Frank Rich in his piece at the NYTimes homes in on President Obama:  "And yet Tuesday’s special election was a dire omen for this White House. If the administration sticks to this trajectory, all bets are off for the political future of a president who rode into office blessed with more high hopes, good will and serious promise than any in modern memory. It’s time for him to stop deluding himself.

"....The president is no longer seen as a savior but as a captive of the interests who ginned up the mess and still profit, hugely, from it.

"Does health care matter? Not as much as you’d think after this yearlong crusade. In the Post/ABC poll, the issue was second-tier — at 24 percent. Obama has blundered, not by positioning himself too far to the left but by landing nowhere — frittering away his political capital by being too vague, too slow and too deferential to Congress.

"The Obama administration is so overstocked with Goldman Sachs-Robert Rubin alumni and so tainted by its back-room health care deals with pharmaceutical and insurance companies that conservative politicians, Brown included, can masquerade shamelessly as the populist alternative."

And then Rich hits Obama with the following comparison and withering final paragraph::

"Last year the president pointedly studied J.F.K.’s decision-making process on Vietnam while seeking the way forward in Afghanistan. In the end, he didn’t emulate his predecessor and escalated the war. We’ll see how that turns out. Meanwhile, Obama might look at another pivotal moment in the Kennedy presidency — and this time heed the example.
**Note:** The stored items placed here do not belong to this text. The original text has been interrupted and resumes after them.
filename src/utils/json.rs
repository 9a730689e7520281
use std::fs::OpenOptions;
use std::io::{BufWriter, Write};
use std::path::Path;

use anyhow::Context;
use serde::Serialize;

/// Writes `data` as pretty-printed JSON to `path`, replacing any existing file.
pub fn save_json<T, P>(data: &T, path: P) -> anyhow::Result<()>
where
    T: Serialize,
    P: AsRef<Path>,
{
    let path = path.as_ref();
    let file = OpenOptions::new()
        .write(true)
        .create(true)
        .truncate(true)
        .open(path)
        .with_context(|| format!("failed to create {}", path.display()))?;

    let mut writer = BufWriter::new(file);
    serde_json::to_writer_pretty(&mut writer, data)?;
    writer.write_all(b"\n")?;
    writer.flush()?;
    Ok(())
}
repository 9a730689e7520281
pub mod json;
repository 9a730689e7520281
//! Rendering estimates for the command line.
use clap::ValueEnum;
use tabled::{Table, Tabled, settings::Style};

use crate::estimator::{Estimate, TrialOutcome};

/// Output format of the `percolation` binary.
#[derive(Clone, Copy, Debug, Default, PartialEq, Eq, ValueEnum)]
pub enum OutputFormat {
    /// The three summary lines
    #[default]
    Plain,
    /// Summary as a table, followed by a per-trial table
    Table,
    /// One CSV row per trial
    Csv,
    /// The whole estimate as JSON
    Json,
}

/// A row type that can be written as CSV.
pub trait Formattable: Tabled {
    fn to_csv_row(&self) -> Vec<String>;

    fn csv_headers() -> Vec<&'static str>;
}

impl Formattable for TrialOutcome {
    fn to_csv_row(&self) -> Vec<String> {
        vec![
            self.open_sites.to_string(),
            self.fraction.to_string(),
            self.time.as_nanos().to_string(),
        ]
    }

    fn csv_headers() -> Vec<&'static str> {
        vec!["open_sites", "fraction", "time_ns"]
    }
}

/// Pretty table formatter using the tabled library
pub struct PrettyFormatter;

impl PrettyFormatter {
    pub fn format<T: Tabled>(items: &[T]) -> String {
        if items.is_empty() {
            return String::new();
        }

        let mut table = Table::new(items);
        table.with(Style::rounded());

        table.to_string()
    }
}

pub struct CsvFormatter;

impl CsvFormatter {
    /// Formats `items` as CSV with a leading 1-based `trial` column.
    pub fn format<T: Formattable>(items: &[T]) -> anyhow::Result<String> {
        let mut writer = csv::Writer::from_writer(Vec::new());

        let mut headers = vec!["trial"];
        headers.extend(T::csv_headers());
        writer.write_record(&headers)?;

        for (index, item) in items.iter().enumerate() {
            let mut row = vec![(index + 1).to_string()];
            row.extend(item.to_csv_row());
            writer.write_record(&row)?;
        }

        let bytes = writer.into_inner().map_err(|err| err.into_error())?;
        Ok(String::from_utf8(bytes)?)
    }
}

/// The classic three-line summary, labels left-aligned in a 20 column field.
pub fn summary_lines(estimate: &Estimate) -> String {
    let stats = &estimate.stats;
    format!(
        "{:<20}= {:.6}\n{:<20}= {:.6}\n{:<20}= {:.6}, {:.6}\n",
        "mean",
        stats.mean,
        "stddev",
        stats.stddev,
        "95% confidence interval",
        stats.confidence_lo,
        stats.confidence_hi
    )
}

pub fn render(estimate: &Estimate, format: OutputFormat) -> anyhow::Result<String> {
    Ok(match format {
        OutputFormat::Plain => summary_lines(estimate),
        OutputFormat::Table => format!(
            "{}\n{}\n",
            PrettyFormatter::format(&[estimate.stats]),
            PrettyFormatter::format(&estimate.outcomes)
        ),
        OutputFormat::Csv => CsvFormatter::format(&estimate.outcomes)?,
        OutputFormat::Json => format!("{}\n", serde_json::to_string_pretty(estimate)?),
    })
}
"The incident unfolded in April 1962 — some 15 months into the new president’s term — when J.F.K. was infuriated by the U.S. Steel chairman’s decision to break a White House-brokered labor-management contract agreement and raise the price of steel (but not wages). Kennedy was no radical. He hailed from the American elite — like Obama, a product of Harvard, but, unlike Obama, the patrician scion of a wealthy family. And yet he, like that other Harvard patrician, F.D.R., had no hang-ups about battling his own class.

"Kennedy didn’t settle for the generic populist rhetoric of Obama’s latest threats to “fight” unspecified bankers some indeterminate day. He instead took the strong action of dressing down U.S. Steel by name. As Richard Reeves writes in his book “President Kennedy,” reporters were left “literally gasping.” The young president called out big steel for threatening “economic recovery and stability” while Americans risked their lives in Southeast Asia. J.F.K. threatened to sic his brother’s Justice Department on corporate records and then held firm as his opponents likened his flex of muscle to the power grabs of Hitler and Mussolini. (Sound familiar?) U.S. Steel capitulated in two days. The Times soon reported on its front page that Kennedy was at “a high point in popular support.”
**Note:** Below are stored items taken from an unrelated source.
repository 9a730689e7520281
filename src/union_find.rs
//! A `UnionFind` (Disjoint-Set Union) over a fixed universe of element ids, used to track
//! which open sites of a percolation grid are connected.
use std::cell::Cell;

use crate::error::InvalidArgument;

pub type SetId = usize;

/// A `UnionFind` data structure, also known as a Disjoint-Set Union (DSU).
///
/// The universe is fixed at construction: ids `0..size` start out as singleton components
/// and can only ever be merged, never split. Two techniques keep the trees shallow:
///
/// 1. **Union by size**: the root of the smaller component is hung under the root of the
///    larger one, bounding tree height by `log2(size)`.
/// 2. **Path splitting**: every node visited by [`UnionFind::find`] is re-pointed to its
///    grandparent. `Cell` makes this possible behind a shared reference, so queries do not
///    need `&mut self`.
///
/// Together they give amortized near-constant cost per operation.
///
/// # Example
/// ```
/// use percolation::union_find::UnionFind;
///
/// let mut uf = UnionFind::with_size(4).unwrap();
/// uf.union(0, 2).unwrap();
/// assert!(uf.connected(2, 0).unwrap());
/// assert!(!uf.connected(1, 3).unwrap());
/// ```
#[derive(Clone, Debug)]
pub struct UnionFind {
    parents: Vec<Cell<SetId>>,
    /// Component sizes, only meaningful at roots.
    sizes: Vec<usize>,
    components: usize,
}

impl UnionFind {
    pub fn with_size(size: usize) -> Result<Self, InvalidArgument> {
        if size == 0 {
            return Err(InvalidArgument::EmptyUniverse);
        }

        Ok(Self {
            parents: (0..size).map(Cell::new).collect(),
            sizes: vec![1; size],
            components: size,
        })
    }

    pub fn size(&self) -> usize {
        self.parents.len()
    }

    pub fn component_count(&self) -> usize {
        self.components
    }

    /// Number of elements in the component containing `id`.
    pub fn component_size(&self, id: SetId) -> Result<usize, InvalidArgument> {
        Ok(self.sizes[self.find(id)?])
    }

    /// Merges the components of `id_1` and `id_2`.
    ///
    /// Returns `true` if two distinct components were merged and `false` if both ids were
    /// already connected.
    pub fn union(&mut self, id_1: SetId, id_2: SetId) -> Result<bool, InvalidArgument> {
        let root_1 = self.find(id_1)?;
        let root_2 = self.find(id_2)?;
        if root_1 == root_2 {
            return Ok(false);
        }

        let (small, large) = if self.sizes[root_1] < self.sizes[root_2] {
            (root_1, root_2)
        } else {
            (root_2, root_1)
        };

        self.parents[small].set(large);
        self.sizes[large] += self.sizes[small];
        self.components -= 1;

        Ok(true)
    }

    /// Returns the canonical representative of the component containing `id`.
    pub fn find(&self, id: SetId) -> Result<SetId, InvalidArgument> {
        self.validate(id)?;
        Ok(self.root(id))
    }

    pub fn connected(&self, id_1: SetId, id_2: SetId) -> Result<bool, InvalidArgument> {
        Ok(self.find(id_1)? == self.find(id_2)?)
    }

    fn validate(&self, id: SetId) -> Result<(), InvalidArgument> {
        if id < self.size() {
            Ok(())
        } else {
            Err(InvalidArgument::Element {
                id,
                count: self.size(),
            })
        }
    }

    fn parent(&self, id: SetId) -> SetId {
        self.parents[id].get()
    }

    fn root(&self, mut id: SetId) -> SetId {
        loop {
            let parent = self.parent(id);
            if parent == id {
                return id;
            }

            let grandparent = self.parent(parent);
            self.parents[id].set(grandparent);
            id = parent;
        }
    }
}

/// Two union-finds are equal when they describe the same partition, regardless of tree shape.
impl PartialEq for UnionFind {
    fn eq(&self, other: &Self) -> bool {
        if self.size() != other.size() || self.components != other.components {
            return false;
        }

        // Same partition iff the mapping between roots is a bijection.
        let mut mapping = vec![None; self.size()];
        let mut reverse = vec![None; other.size()];
        for id in 0..self.size() {
            let (mine, theirs) = (self.root(id), other.root(id));
            match (mapping[mine], reverse[theirs]) {
                (None, None) => {
                    mapping[mine] = Some(theirs);
                    reverse[theirs] = Some(mine);
                }
                (Some(m), Some(r)) if m == theirs && r == mine => {}
                _ => return false,
            }
        }

        true
    }
}

impl Eq for UnionFind {}

#[cfg(test)]
mod tests {
    use super::UnionFind;
    use crate::error::InvalidArgument;

    #[test]
    fn creation() {
        let uf = UnionFind::with_size(10).unwrap();

        assert_eq!(uf.size(), 10);
        assert_eq!(uf.component_count(), 10);
        for id in 0..10 {
            assert_eq!(uf.find(id).unwrap(), id);
        }
    }

    #[test]
    fn empty_universe_is_rejected() {
        assert_eq!(
            UnionFind::with_size(0).unwrap_err(),
            InvalidArgument::EmptyUniverse
        );
    }

    #[test]
    fn union_and_find() {
        let mut uf = UnionFind::with_size(4).unwrap();
        uf.union(0, 2).unwrap();
        uf.union(3, 1).unwrap();
        uf.union(1, 0).unwrap();

        assert_eq!(uf.find(0), uf.find(1));
        assert_eq!(uf.find(0), uf.find(2));
        assert_eq!(uf.find(0), uf.find(3));
        assert_eq!(uf.component_count(), 1);
        assert_eq!(uf.component_size(2).unwrap(), 4);
    }

    #[test]
    fn repeated_union_is_a_no_op() {
        let mut uf = UnionFind::with_size(3).unwrap();

        assert!(uf.union(0, 1).unwrap());
        assert!(!uf.union(1, 0).unwrap());
        assert!(!uf.union(2, 2).unwrap());
        assert_eq!(uf.component_count(), 2);
    }

    #[test]
    fn out_of_range_ids() {
        let mut uf = UnionFind::with_size(3).unwrap();
        let err = InvalidArgument::Element { id: 3, count: 3 };

        assert_eq!(uf.find(3), Err(err));
        assert_eq!(uf.connected(0, 3), Err(err));
        assert_eq!(uf.union(3, 0), Err(err));
        assert_eq!(uf.union(0, 3), Err(err));
        // A failed union leaves the partition untouched.
        assert_eq!(uf.component_count(), 3);
        assert_eq!(uf, UnionFind::with_size(3).unwrap());
    }

    #[test]
    fn smaller_component_joins_larger() {
        let mut uf = UnionFind::with_size(4).unwrap();
        uf.union(0, 1).unwrap();
        uf.union(0, 2).unwrap();
        let big_root = uf.find(0).unwrap();

        uf.union(3, 0).unwrap();

        assert_eq!(uf.find(3).unwrap(), big_root);
    }

    #[test]
    fn compression() {
        let mut uf = UnionFind::with_size(8).unwrap();
        // Build a tree of height 3 from four pairs.
        for i in (0..8).step_by(2) {
            uf.union(i, i + 1).unwrap();
        }
        uf.union(0, 2).unwrap();
        uf.union(4, 6).unwrap();
        uf.union(0, 4).unwrap();

        let root = uf.find(0).unwrap();
        let deepest = (0..8)
            .max_by_key(|&id| {
                let mut depth = 0;
                let mut current = id;
                while uf.parent(current) != current {
                    current = uf.parent(current);
                    depth += 1;
                }
                depth
            })
            .unwrap();
        let before = uf.parent(deepest);

        uf.find(deepest).unwrap();

        assert_ne!(uf.parent(deepest), before);
        assert_eq!(uf.find(deepest).unwrap(), root);
    }

    #[test]
    fn equality_ignores_tree_shape() {
        let mut a = UnionFind::with_size(4).unwrap();
        a.union(0, 1).unwrap();
        a.union(1, 2).unwrap();

        let mut b = UnionFind::with_size(4).unwrap();
        b.union(2, 1).unwrap();
        b.union(0, 2).unwrap();

        assert_eq!(a, b);

        b.union(3, 0).unwrap();
        assert_ne!(a, b);
    }
}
"Can anyone picture Obama exerting such take-no-prisoners leadership to challenge those who threaten our own economic recovery and stability at a time of deep recession and war? That we can’t is a powerful indicator of why what happened in Massachusetts will not stay in Massachusetts if this White House fails to reboot."
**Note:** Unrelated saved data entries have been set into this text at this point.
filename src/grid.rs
//! Site percolation on an `n x n` grid.
//!
//! Sites are addressed with 1-indexed `(row, col)` pairs in `[1, n] x [1, n]`. Internally each
//! site maps to the element id `(row - 1) * n + (col - 1)`, followed by two virtual elements:
//! `n * n` (virtual top) and `n * n + 1` (virtual bottom). Opening a site in the first or last
//! row wires it to the matching virtual element, so "the system percolates" reduces to a single
//! connectivity check between the two.

use crate::{
    error::InvalidArgument,
    union_find::{SetId, UnionFind},
};

/// An `n x n` grid of open or closed sites with incremental connectivity queries.
///
/// Two union-finds are kept in lockstep. `connectivity` includes both virtual elements and
/// answers [`PercolationGrid::percolates`]. `fullness` only has the virtual top, so a bottom row
/// site never becomes full just because the bottom row is joined to the top through some other
/// path.
#[derive(Clone, Debug, PartialEq, Eq)]
pub struct PercolationGrid {
    n: usize,
    open: Vec<bool>,
    open_count: usize,
    connectivity: UnionFind,
    fullness: UnionFind,
}

impl PercolationGrid {
    /// Creates a grid with every site closed.
    pub fn new(n: usize) -> Result<Self, InvalidArgument> {
        let site_count = n
            .checked_mul(n)
            .filter(|&count| count > 0 && count.checked_add(2).is_some())
            .ok_or(InvalidArgument::GridSize(n))?;

        Ok(Self {
            n,
            open: vec![false; site_count],
            open_count: 0,
            connectivity: UnionFind::with_size(site_count + 2)?,
            fullness: UnionFind::with_size(site_count + 1)?,
        })
    }

    /// Side length of the grid.
    pub fn size(&self) -> usize {
        self.n
    }

    pub fn site_count(&self) -> usize {
        self.open.len()
    }

    pub fn number_of_open_sites(&self) -> usize {
        self.open_count
    }

    /// Opens the site at `(row, col)` and connects it to its open neighbours.
    ///
    /// Opening an already open site does nothing.
    pub fn open(&mut self, row: usize, col: usize) -> Result<(), InvalidArgument> {
        let site = self.site_id(row, col)?;
        if self.open[site] {
            return Ok(());
        }

        self.open[site] = true;
        self.open_count += 1;

        let (top, bottom) = (self.top(), self.bottom());
        if row == 1 {
            self.join(site, top)?;
        }
        if row == self.n {
            self.connectivity.union(site, bottom)?;
        }

        for (neighbour_row, neighbour_col) in neighbours(self.n, row, col) {
            let neighbour = self.site_id(neighbour_row, neighbour_col)?;
            if self.open[neighbour] {
                self.join(site, neighbour)?;
            }
        }

        Ok(())
    }

    pub fn is_open(&self, row: usize, col: usize) -> Result<bool, InvalidArgument> {
        Ok(self.open[self.site_id(row, col)?])
    }

    /// Whether the site at `(row, col)` is open and connected to the top row through open sites.
    pub fn is_full(&self, row: usize, col: usize) -> Result<bool, InvalidArgument> {
        let site = self.site_id(row, col)?;
        if !self.open[site] {
            return Ok(false);
        }

        self.fullness.connected(site, self.top())
    }

    /// Whether a path of open sites connects the top row to the bottom row.
    pub fn percolates(&self) -> bool {
        // Both virtual ids are always in range.
        matches!(self.connectivity.connected(self.top(), self.bottom()), Ok(true))
    }

    fn top(&self) -> SetId {
        self.site_count()
    }

    fn bottom(&self) -> SetId {
        self.site_count() + 1
    }

    fn join(&mut self, a: SetId, b: SetId) -> Result<(), InvalidArgument> {
        self.connectivity.union(a, b)?;
        self.fullness.union(a, b)?;
        Ok(())
    }

    fn site_id(&self, row: usize, col: usize) -> Result<SetId, InvalidArgument> {
        if (1..=self.n).contains(&row) && (1..=self.n).contains(&col) {
            Ok((row - 1) * self.n + (col - 1))
        } else {
            Err(InvalidArgument::Site { row, col, n: self.n })
        }
    }
}

/// The in-bounds 4-neighbours of a valid site.
fn neighbours(n: usize, row: usize, col: usize) -> impl Iterator<Item = (usize, usize)> {
    [
        (row > 1).then(|| (row - 1, col)),
        (row < n).then(|| (row + 1, col)),
        (col > 1).then(|| (row, col - 1)),
        (col < n).then(|| (row, col + 1)),
    ]
    .into_iter()
    .flatten()
}
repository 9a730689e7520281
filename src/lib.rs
//! Site percolation on square grids and Monte Carlo estimation of the percolation threshold.

pub mod error;
pub mod estimator;
pub mod grid;
pub mod random;
pub mod report;
pub mod stats;
pub mod union_find;
pub mod utils;

pub use error::InvalidArgument;
pub use estimator::{Estimate, Estimator, EstimatorConfig, TrialOutcome, run, run_trial};
pub use grid::PercolationGrid;
pub use random::{RandomSource, SiteSelection};
pub use stats::ThresholdStats;
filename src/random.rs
//! Random site selection for Monte Carlo trials.
//!
//! The estimator only ever needs uniform integers in a half-open range, which is what
//! [`RandomSource`] provides. Any [`rand::Rng`] is a source; tests plug in scripted ones.

use clap::ValueEnum;
use itertools::iproduct;
use rand::Rng;
use serde::{Deserialize, Serialize};

use crate::{error::InvalidArgument, grid::PercolationGrid};

/// A source of uniformly distributed integers.
pub trait RandomSource {
    /// Returns an integer drawn uniformly from `[low, high_exclusive)`.
    fn next_int(&mut self, low: usize, high_exclusive: usize) -> usize;
}

impl<R: Rng> RandomSource for R {
    fn next_int(&mut self, low: usize, high_exclusive: usize) -> usize {
        self.gen_range(low..high_exclusive)
    }
}

/// How a trial picks the next closed site to open.
#[derive(Clone, Copy, Debug, Default, PartialEq, Eq, Serialize, Deserialize, ValueEnum)]
#[serde(rename_all = "lowercase")]
pub enum SiteSelection {
    /// Draw coordinates uniformly over the whole grid, redrawing when the site is already open.
    #[default]
    Rejection,
    /// Draw uniformly among the sites that are still closed.
    Shuffle,
}

/// Per-trial state for a [`SiteSelection`].
#[derive(Debug)]
pub(crate) enum SitePicker {
    Rejection { n: usize },
    /// Closed sites not yet drawn.
    Shuffle { remaining: Vec<(usize, usize)> },
}

impl SitePicker {
    pub fn new(selection: SiteSelection, n: usize) -> Self {
        match selection {
            SiteSelection::Rejection => Self::Rejection { n },
            SiteSelection::Shuffle => Self::Shuffle {
                remaining: iproduct!(1..=n, 1..=n).collect(),
            },
        }
    }

    /// Picks a closed site of `grid`, or `None` once every site is open.
    pub fn next_closed(
        &mut self,
        grid: &PercolationGrid,
        source: &mut impl RandomSource,
    ) -> Result<Option<(usize, usize)>, InvalidArgument> {
        match self {
            Self::Rejection { n } => {
                if grid.number_of_open_sites() == grid.site_count() {
                    return Ok(None);
                }

                loop {
                    let row = source.next_int(1, *n + 1);
                    let col = source.next_int(1, *n + 1);
                    if !grid.is_open(row, col)? {
                        return Ok(Some((row, col)));
                    }
                }
            }
            Self::Shuffle { remaining } => {
                while !remaining.is_empty() {
                    let index = source.next_int(0, remaining.len());
                    let (row, col) = remaining.swap_remove(index);
                    if !grid.is_open(row, col)? {
                        return Ok(Some((row, col)));
                    }
                }

                Ok(None)
            }
        }
    }
}
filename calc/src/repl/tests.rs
use calc_core::environment::prelude::{Value, FALSE, TRUE};

use super::{classify, format_values, Line, MAX_CODE_LENGTH};

#[test]
fn test_commands() {
    assert_eq!(Line::Skip, classify("", MAX_CODE_LENGTH));
    assert_eq!(Line::Exit, classify(".exit", MAX_CODE_LENGTH));
    assert_eq!(Line::ShowStore, classify(".vars", MAX_CODE_LENGTH));
    assert_eq!(Line::Source, classify("x = 1", MAX_CODE_LENGTH));
    assert_eq!(Line::Source, classify(" .exit", MAX_CODE_LENGTH));
}

#[test]
fn test_whitespace_is_evaluated() {
    assert_eq!(Line::Source, classify("   ", MAX_CODE_LENGTH));
    assert_eq!(Line::Source, classify("\t", MAX_CODE_LENGTH));
}

#[test]
fn test_length_guard() {
    let longest = "1".repeat(MAX_CODE_LENGTH);

    assert_eq!(Line::Source, classify(&longest, MAX_CODE_LENGTH));
    assert_eq!(Line::TooLong, classify(&format!("{longest}1"), MAX_CODE_LENGTH));
    assert_eq!(Line::TooLong, classify(&" ".repeat(MAX_CODE_LENGTH + 1), MAX_CODE_LENGTH));

    // characters, not bytes
    assert_eq!(Line::Source, classify(&"é".repeat(3), 3));
    assert_eq!(Line::TooLong, classify(".exit", 4));
}

#[test]
fn test_format_values() {
    assert_eq!("[]", format_values(&[]));
    assert_eq!("[5]", format_values(&[Value::from(5)]));
    assert_eq!("[-1, true, false]", format_values(&[Value::from(-1), TRUE, FALSE]));
}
Good grief, instead of a public jobs program, Obama is already putting Social Security on the chopping block, as he genuflects to corporatist handlers regarding a deficit commission.

It's faint praise to say that at least he's better than Bush was or McCain would have been.

Who did we elect?  Not the guy who campaigned and won in 2008.

The man we got seems to be a milquetoast, a corporate marionette, a Bush protector and mimic, a president whose only strength appears to be rhetoric; a telegenic moderator, not a leader.